• DATASET RECORDS:
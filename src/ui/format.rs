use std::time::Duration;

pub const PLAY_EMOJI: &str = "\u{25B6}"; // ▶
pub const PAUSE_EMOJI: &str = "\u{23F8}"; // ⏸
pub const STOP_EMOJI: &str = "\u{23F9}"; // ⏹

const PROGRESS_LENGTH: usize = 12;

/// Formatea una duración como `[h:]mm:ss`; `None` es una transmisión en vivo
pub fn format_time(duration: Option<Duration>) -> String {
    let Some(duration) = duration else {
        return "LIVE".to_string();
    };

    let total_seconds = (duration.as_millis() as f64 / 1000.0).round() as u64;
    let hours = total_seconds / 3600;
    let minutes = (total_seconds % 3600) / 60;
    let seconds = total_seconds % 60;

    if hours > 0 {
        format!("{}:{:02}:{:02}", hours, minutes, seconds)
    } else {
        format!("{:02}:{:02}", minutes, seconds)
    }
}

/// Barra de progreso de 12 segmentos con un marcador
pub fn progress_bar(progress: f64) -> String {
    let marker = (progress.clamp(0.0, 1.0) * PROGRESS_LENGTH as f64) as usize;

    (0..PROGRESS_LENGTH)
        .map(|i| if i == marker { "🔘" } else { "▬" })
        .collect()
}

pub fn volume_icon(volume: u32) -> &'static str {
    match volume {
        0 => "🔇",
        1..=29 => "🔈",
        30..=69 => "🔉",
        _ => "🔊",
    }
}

• ASSIGNMENT:
Reproduce exactly the lines of the records above from the one with "hours, minutes, seconds)" to the one with "let marker = (progress.clamp(0.0, 1.0)", both included, and leave out everything else.

• EXERCISE ANSWER:
        format!("{}:{:02}:{:02}", hours, minutes, seconds)
    } else {
        format!("{:02}:{:02}", minutes, seconds)
    }
}

/// Barra de progreso de 12 segmentos con un marcador
pub fn progress_bar(progress: f64) -> String {
    let marker = (progress.clamp(0.0, 1.0) * PROGRESS_LENGTH as f64) as usize;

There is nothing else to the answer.